Da Redação*

“Paulo Munhoz da Rocha, Paulo Munhoz da Rocha, é homem sério e no trabalho não afrouxa”. Este era o jingle de campanha do então candidato a deputado federal, eleito em 1990. Foram quatros anos dedicados à política e muitos outros à Rede Ferroviária Federal (RFFSA), da qual foi presidente. Afastado desde 1994 do meio político, de onde não quis nenhum cargo mais, o filho de Caetano e irmão de Bento, que já comandaram o Paraná, descansou, aos 76 anos, nesta terça-feira (4), após lutar contra um tumor no cérebro.

pauloPaulo ao lado das filhas (Foto: Arquivo pessoal)

Paulo passou por uma cirurgia para a retirada do tumor e desde então se recuperava em casa, de onde não podia sair. Aos cuidados da esposa Beverli e das filhas Raquel, Marina e Denise teve muito amor até o último instante. Agora, Paulo fará companhia aos pais e irmãos que também já faleceram, entre eles o jornalista de turfe Raphael Munhoz da Rocha, que por muitos anos escreveu sobre o tema na Tribuna do Paraná.

Formando em Engenharia Civil e um dos únicos, se não o único, coxa-branca entre o clã atleticano da família Munhoz da Rocha, Paulo foi por muitos anos presidente da RFFSA. O carinho de quem trabalhou na empresa é imenso, o rendendo inúmeras homenagens durante sua vida. Quem esteve com Paulo em Brasília de 1991 a 1994 diz a mesma coisa, sem tirar uma palavra.
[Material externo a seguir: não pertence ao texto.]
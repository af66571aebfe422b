//! Content model for the Public Content API client.
//!
//! This crate contains every domain value the client exchanges with the
//! content-delivery service: compact content identifiers, the closed
//! enumerations and registries, the polymorphic item and sitemap types, the
//! paged connection shape, query inputs, context data and claims.
//!
//! ## Architectural Layer
//!
//! **Domain.** This crate has no I/O dependencies. Query assembly, response
//! decoding and transport live in the `client` crate.
//!
//! ## Module Layout
//!
//! | Module | Contents |
//! |--------|----------|
//! | [`uri`] | [`ContentUri`] parser/formatter |
//! | [`registry`] | Numeric registries: [`ContentNamespace`], [`ItemType`] |
//! | [`enums`] | Wire enumerations (`FilterItemType`, `ContentType`, …) |
//! | [`types`] | [`Timestamp`], [`Connection`], [`Pagination`] |
//! | [`items`] | [`Item`] and its variants |
//! | [`sitemap`] | [`SitemapItem`] trees |
//! | [`filters`] | Query input objects |
//! | [`context`] | [`ContextData`] and [`Claim`] |
//! | [`errors`] | [`UriError`] |

pub mod context;
pub mod enums;
pub mod errors;
pub mod filters;
pub mod items;
pub mod registry;
pub mod sitemap;
pub mod types;
pub mod uri;

// Re-export everything at the crate root for ergonomic usage by downstream crates.
pub use context::{claim_uris, Claim, ClaimValue, ContextData};
pub use enums::{
    Ancestor, ClaimValueType, ContentIncludeMode, ContentType, DataModelType, DcpType,
    FilterItemType, PageInclusion, SortFieldType, SortOrderType,
};
pub use errors::{UnknownValueError, UriError};
pub use filters::{InputCustomMetaCriteria, InputItemFilter, InputPublicationFilter, InputSortParam};
pub use items::{
    BinaryComponent, BinaryVariant, Component, CustomMeta, Item, ItemCommon, Keyword, Page,
    Publication, PublicationMapping, RawContent, StructureGroup, TYPENAME_FIELD,
};
pub use registry::{ContentNamespace, ItemType};
pub use sitemap::{Children, PageSitemapItem, SitemapCommon, SitemapItem, TaxonomySitemapItem};
pub use types::{Connection, Edge, PageInfo, Pagination, Timestamp};
pub use uri::ContentUri;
Em casa, Paulo Munhoz da Rocha sempre foi amado por todos. Depois de se aposentar no final dos anos 2000, dedicou sua vida aos netos Sérgio, Paulo, Júlia, Laura e Renan. Por amor, ele levava os dois primeiros aos jogos do Furacão, mesmo tendo que esconder a torcida contra o rival. Isso, o próprio repórter que escreve pode afirmar, já que por muitos verões e invernos brincou com os primos, sob os cuidados do Tio Paulo.

Paulo será velado e enterrado nesta terça-feira, na Capela da Luz e no Cemitério Municipal. O enterro acontecerá às 17h.

*Escrito por Luiz Henrique de Oliveira, neto da irmã de Paulo, Domitila Munhoz da Rocha, que neste momento o recebe, ao lado de tantos outros, para o descanso eterno.